→ TASK DETAILS: Reply only with how many lines below contain "Middlename".

========================================

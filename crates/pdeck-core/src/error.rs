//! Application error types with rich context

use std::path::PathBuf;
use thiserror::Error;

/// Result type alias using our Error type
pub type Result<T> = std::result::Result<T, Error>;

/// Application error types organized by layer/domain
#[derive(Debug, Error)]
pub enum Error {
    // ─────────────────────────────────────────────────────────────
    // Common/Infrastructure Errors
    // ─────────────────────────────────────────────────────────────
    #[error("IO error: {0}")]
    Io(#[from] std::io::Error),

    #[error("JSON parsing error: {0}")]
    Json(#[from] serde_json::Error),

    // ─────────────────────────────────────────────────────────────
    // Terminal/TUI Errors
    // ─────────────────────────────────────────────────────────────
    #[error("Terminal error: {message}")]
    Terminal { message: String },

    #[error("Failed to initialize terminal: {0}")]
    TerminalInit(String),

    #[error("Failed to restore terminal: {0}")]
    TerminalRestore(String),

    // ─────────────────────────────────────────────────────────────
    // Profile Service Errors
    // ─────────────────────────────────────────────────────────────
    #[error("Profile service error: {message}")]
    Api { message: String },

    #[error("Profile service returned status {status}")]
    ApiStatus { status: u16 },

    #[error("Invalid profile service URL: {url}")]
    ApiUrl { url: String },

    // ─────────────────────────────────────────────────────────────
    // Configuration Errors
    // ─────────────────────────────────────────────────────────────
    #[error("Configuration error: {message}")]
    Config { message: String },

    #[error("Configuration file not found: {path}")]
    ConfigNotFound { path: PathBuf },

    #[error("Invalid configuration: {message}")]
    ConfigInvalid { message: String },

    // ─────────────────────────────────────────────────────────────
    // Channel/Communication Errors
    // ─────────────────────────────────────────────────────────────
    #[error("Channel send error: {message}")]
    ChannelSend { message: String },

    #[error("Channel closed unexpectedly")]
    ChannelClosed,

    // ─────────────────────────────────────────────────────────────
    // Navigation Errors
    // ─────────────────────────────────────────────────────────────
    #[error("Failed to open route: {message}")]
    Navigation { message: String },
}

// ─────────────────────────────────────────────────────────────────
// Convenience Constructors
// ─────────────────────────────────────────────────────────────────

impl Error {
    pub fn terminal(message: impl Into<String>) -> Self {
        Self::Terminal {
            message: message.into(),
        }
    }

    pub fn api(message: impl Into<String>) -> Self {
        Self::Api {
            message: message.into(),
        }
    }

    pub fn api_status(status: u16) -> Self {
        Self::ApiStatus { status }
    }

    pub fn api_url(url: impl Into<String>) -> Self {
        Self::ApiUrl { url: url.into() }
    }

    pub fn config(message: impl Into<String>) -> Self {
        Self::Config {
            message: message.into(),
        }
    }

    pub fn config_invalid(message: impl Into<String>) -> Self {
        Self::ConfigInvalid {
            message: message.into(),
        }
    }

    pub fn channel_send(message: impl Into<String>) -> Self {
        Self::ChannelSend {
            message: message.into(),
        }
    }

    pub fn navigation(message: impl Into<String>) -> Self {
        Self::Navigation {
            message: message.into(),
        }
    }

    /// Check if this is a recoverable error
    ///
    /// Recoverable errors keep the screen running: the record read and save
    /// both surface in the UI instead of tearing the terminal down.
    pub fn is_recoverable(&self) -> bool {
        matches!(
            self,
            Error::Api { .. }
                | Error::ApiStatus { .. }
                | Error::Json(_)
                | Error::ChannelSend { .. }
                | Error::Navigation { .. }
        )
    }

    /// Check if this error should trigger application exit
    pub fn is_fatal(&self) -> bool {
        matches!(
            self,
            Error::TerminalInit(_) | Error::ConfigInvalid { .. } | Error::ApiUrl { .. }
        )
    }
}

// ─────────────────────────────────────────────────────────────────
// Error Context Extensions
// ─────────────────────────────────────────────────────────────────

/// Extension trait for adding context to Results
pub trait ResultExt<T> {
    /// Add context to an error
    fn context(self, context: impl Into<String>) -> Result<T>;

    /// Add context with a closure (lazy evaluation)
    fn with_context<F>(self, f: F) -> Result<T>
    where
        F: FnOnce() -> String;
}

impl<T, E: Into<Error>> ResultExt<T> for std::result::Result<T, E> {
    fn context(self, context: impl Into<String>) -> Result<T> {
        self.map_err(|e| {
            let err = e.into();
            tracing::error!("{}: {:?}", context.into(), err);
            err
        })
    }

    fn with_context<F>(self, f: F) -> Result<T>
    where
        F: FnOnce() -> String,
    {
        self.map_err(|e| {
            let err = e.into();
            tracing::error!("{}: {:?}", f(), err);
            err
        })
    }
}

========================================

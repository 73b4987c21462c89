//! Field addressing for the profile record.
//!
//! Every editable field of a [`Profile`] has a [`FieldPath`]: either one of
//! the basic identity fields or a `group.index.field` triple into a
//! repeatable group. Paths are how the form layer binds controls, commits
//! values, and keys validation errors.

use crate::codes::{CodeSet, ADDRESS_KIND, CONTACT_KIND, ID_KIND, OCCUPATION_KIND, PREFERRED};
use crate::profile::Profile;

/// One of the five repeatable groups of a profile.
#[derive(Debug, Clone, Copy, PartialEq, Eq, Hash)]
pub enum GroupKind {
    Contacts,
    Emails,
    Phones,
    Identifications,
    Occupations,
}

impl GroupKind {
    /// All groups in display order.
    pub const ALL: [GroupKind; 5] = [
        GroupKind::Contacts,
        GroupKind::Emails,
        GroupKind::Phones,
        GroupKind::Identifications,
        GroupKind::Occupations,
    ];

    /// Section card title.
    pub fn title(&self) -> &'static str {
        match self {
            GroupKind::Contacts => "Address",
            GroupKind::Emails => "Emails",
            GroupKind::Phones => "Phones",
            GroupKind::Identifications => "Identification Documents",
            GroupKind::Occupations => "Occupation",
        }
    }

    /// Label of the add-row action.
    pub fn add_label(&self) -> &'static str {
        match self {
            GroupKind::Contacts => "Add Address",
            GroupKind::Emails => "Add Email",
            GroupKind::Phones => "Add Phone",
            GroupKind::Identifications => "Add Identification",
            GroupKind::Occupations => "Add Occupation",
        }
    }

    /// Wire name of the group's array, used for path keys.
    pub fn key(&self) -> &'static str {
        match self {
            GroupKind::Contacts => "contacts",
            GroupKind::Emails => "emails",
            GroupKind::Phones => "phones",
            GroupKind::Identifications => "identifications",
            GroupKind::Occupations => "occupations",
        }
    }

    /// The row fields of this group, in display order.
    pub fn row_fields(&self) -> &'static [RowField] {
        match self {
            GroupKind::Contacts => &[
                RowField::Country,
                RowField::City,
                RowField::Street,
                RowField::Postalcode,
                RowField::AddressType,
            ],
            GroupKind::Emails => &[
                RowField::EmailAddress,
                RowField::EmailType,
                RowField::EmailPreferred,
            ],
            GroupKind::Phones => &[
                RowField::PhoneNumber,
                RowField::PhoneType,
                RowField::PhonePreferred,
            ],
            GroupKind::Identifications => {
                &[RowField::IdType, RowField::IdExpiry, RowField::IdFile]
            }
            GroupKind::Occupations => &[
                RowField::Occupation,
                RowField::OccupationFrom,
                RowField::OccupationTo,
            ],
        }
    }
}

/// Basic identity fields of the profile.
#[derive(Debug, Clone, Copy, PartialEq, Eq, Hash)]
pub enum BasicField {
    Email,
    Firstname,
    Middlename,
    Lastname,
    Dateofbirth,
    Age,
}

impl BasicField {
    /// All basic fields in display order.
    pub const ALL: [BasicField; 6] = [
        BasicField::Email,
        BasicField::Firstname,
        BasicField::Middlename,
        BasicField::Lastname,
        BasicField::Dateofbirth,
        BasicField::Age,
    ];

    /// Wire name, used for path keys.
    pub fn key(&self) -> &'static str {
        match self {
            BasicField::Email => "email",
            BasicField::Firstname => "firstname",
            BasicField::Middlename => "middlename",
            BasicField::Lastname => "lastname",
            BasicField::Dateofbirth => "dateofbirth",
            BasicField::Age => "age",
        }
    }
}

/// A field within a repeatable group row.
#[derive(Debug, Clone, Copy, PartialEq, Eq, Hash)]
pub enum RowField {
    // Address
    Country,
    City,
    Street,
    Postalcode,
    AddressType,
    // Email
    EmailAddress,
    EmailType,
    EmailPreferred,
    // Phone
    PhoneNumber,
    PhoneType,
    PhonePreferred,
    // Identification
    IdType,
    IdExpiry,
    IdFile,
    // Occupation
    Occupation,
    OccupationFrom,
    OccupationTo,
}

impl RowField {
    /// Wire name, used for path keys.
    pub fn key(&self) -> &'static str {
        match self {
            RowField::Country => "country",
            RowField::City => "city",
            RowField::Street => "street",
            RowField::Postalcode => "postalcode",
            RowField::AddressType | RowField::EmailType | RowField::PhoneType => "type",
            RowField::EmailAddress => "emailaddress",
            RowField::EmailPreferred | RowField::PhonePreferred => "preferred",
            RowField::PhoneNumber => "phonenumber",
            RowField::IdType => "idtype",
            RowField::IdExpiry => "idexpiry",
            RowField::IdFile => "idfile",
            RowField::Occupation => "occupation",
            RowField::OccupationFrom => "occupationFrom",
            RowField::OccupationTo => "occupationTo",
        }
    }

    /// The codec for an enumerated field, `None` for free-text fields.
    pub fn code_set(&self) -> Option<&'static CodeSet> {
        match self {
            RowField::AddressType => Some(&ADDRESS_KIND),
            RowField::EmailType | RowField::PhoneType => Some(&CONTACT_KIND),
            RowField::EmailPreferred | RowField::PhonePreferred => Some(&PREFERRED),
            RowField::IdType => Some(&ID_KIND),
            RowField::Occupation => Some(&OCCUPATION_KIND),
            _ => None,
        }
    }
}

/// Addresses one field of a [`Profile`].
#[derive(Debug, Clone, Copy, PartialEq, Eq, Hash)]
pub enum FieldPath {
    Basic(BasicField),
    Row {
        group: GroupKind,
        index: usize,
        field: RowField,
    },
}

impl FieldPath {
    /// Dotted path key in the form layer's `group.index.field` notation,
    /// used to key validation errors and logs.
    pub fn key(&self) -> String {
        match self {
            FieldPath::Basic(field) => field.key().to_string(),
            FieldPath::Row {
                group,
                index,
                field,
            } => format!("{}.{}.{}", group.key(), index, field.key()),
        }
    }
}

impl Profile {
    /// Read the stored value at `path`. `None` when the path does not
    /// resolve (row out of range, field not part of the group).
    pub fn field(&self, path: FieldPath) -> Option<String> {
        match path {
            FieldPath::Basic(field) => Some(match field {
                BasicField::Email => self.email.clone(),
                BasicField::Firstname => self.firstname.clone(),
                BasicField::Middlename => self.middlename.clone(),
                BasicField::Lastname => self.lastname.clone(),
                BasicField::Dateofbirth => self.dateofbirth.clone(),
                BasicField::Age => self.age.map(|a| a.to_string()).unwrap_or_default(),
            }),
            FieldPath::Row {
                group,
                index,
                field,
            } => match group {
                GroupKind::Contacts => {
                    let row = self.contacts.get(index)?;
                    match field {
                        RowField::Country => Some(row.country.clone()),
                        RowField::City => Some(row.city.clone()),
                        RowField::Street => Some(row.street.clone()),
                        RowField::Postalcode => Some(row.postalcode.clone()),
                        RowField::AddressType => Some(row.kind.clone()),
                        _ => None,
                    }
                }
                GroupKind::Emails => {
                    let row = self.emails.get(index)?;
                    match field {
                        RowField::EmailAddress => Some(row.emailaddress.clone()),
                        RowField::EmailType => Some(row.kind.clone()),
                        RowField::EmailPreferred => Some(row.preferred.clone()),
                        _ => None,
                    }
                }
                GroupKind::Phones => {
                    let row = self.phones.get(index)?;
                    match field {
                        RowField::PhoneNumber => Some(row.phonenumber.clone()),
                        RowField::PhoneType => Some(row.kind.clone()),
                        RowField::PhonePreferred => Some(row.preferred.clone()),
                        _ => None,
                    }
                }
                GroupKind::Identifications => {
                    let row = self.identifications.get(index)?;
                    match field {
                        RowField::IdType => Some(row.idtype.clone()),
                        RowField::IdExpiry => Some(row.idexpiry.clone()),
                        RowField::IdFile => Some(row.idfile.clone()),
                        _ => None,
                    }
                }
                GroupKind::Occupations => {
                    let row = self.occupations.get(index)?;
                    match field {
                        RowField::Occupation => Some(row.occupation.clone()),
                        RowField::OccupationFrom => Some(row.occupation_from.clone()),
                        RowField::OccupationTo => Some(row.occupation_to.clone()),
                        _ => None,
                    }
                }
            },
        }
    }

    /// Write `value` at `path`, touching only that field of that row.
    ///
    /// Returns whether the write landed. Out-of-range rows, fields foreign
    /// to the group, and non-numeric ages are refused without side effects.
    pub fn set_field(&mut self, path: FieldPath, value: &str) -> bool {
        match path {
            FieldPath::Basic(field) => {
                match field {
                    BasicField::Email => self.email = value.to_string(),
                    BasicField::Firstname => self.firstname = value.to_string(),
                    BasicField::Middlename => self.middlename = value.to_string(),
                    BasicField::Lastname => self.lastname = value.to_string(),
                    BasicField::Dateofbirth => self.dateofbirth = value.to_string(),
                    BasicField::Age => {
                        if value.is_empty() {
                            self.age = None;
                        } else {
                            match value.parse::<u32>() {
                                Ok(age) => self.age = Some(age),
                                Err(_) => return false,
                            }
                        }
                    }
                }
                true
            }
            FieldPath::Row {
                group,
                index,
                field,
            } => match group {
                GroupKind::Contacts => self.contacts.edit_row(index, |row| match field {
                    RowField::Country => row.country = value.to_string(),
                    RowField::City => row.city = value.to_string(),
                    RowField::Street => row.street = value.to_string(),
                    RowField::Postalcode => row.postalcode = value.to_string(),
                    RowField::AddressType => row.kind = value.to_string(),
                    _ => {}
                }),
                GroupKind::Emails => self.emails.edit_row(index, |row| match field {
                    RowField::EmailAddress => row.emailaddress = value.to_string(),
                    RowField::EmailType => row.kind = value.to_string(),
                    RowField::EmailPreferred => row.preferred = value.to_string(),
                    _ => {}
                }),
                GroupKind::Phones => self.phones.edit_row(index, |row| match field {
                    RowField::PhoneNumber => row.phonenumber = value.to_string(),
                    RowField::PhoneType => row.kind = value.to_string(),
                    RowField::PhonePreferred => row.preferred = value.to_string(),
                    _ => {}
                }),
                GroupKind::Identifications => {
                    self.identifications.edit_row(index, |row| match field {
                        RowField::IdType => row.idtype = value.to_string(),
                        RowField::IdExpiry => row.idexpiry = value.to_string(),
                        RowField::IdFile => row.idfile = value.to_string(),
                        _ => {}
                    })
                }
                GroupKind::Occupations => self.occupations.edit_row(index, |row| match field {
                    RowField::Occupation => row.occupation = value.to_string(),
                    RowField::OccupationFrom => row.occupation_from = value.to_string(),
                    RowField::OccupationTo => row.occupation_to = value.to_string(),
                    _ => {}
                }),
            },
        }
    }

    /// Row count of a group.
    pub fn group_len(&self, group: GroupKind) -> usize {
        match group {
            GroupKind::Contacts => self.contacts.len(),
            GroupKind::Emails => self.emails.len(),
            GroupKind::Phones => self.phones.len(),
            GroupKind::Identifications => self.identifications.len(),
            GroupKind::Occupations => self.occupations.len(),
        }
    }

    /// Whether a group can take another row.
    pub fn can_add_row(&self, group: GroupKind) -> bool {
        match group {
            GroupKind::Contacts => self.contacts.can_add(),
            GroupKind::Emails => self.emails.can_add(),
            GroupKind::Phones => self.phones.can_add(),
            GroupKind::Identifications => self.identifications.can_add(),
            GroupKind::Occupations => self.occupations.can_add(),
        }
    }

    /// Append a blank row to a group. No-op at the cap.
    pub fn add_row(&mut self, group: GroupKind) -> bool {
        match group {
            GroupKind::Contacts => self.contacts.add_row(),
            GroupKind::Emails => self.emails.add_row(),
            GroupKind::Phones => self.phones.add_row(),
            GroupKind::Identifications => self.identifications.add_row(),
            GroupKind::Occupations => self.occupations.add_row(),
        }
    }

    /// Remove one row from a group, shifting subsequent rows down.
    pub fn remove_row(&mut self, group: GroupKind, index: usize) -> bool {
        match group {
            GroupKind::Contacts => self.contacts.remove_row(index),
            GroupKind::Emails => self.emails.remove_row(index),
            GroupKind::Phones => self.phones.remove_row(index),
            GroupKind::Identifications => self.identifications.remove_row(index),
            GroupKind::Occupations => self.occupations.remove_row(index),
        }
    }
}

========================================

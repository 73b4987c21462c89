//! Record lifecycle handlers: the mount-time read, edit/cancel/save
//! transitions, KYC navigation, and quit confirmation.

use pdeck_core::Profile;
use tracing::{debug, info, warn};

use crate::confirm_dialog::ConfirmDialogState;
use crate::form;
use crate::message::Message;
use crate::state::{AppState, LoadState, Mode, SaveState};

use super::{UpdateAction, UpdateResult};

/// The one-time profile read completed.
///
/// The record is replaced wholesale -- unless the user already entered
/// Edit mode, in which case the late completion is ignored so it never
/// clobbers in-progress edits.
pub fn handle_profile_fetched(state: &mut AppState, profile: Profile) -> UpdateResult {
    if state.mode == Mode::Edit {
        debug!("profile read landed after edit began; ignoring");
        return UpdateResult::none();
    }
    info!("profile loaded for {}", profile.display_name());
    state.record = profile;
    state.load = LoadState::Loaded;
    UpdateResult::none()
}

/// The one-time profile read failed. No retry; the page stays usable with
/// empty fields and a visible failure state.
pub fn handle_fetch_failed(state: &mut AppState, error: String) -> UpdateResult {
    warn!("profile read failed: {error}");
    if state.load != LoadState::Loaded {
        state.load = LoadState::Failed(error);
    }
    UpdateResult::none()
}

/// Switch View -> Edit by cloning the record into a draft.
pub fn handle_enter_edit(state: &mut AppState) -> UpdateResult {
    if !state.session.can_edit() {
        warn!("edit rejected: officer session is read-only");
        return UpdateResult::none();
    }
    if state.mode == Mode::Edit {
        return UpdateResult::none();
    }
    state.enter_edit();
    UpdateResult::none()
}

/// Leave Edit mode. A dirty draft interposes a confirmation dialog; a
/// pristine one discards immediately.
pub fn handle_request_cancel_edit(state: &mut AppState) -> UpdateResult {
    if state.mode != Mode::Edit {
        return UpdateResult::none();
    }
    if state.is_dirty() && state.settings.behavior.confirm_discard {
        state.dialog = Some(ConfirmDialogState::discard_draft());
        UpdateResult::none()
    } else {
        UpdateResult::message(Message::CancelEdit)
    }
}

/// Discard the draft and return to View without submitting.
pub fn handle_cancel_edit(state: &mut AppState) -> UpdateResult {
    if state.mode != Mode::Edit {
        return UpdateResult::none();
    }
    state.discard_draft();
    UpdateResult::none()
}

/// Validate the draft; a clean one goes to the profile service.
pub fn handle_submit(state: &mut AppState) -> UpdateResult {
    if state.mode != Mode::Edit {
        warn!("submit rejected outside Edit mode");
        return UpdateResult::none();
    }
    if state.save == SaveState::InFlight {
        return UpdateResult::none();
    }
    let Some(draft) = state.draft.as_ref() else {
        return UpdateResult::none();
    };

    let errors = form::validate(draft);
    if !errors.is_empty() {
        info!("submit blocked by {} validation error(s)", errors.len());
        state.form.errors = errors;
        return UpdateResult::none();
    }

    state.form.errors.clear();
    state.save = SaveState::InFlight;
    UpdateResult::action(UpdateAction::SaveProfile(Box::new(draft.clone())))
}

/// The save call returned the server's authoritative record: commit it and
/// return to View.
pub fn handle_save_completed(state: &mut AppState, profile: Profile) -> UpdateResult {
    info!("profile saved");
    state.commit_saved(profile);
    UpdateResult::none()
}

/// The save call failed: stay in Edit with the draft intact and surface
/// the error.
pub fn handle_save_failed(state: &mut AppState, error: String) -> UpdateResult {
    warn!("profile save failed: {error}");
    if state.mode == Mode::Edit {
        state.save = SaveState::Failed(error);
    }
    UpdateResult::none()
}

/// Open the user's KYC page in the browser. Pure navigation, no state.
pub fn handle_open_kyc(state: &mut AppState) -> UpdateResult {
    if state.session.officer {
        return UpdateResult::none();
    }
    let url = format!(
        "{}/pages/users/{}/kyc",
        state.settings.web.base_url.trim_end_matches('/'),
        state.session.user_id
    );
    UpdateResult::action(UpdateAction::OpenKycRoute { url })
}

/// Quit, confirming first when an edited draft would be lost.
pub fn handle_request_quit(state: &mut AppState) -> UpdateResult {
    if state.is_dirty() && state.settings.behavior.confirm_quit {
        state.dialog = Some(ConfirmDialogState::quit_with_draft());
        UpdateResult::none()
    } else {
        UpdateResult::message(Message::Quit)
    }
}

========================================

→ ANSWER TO THIS PROBLEM: 5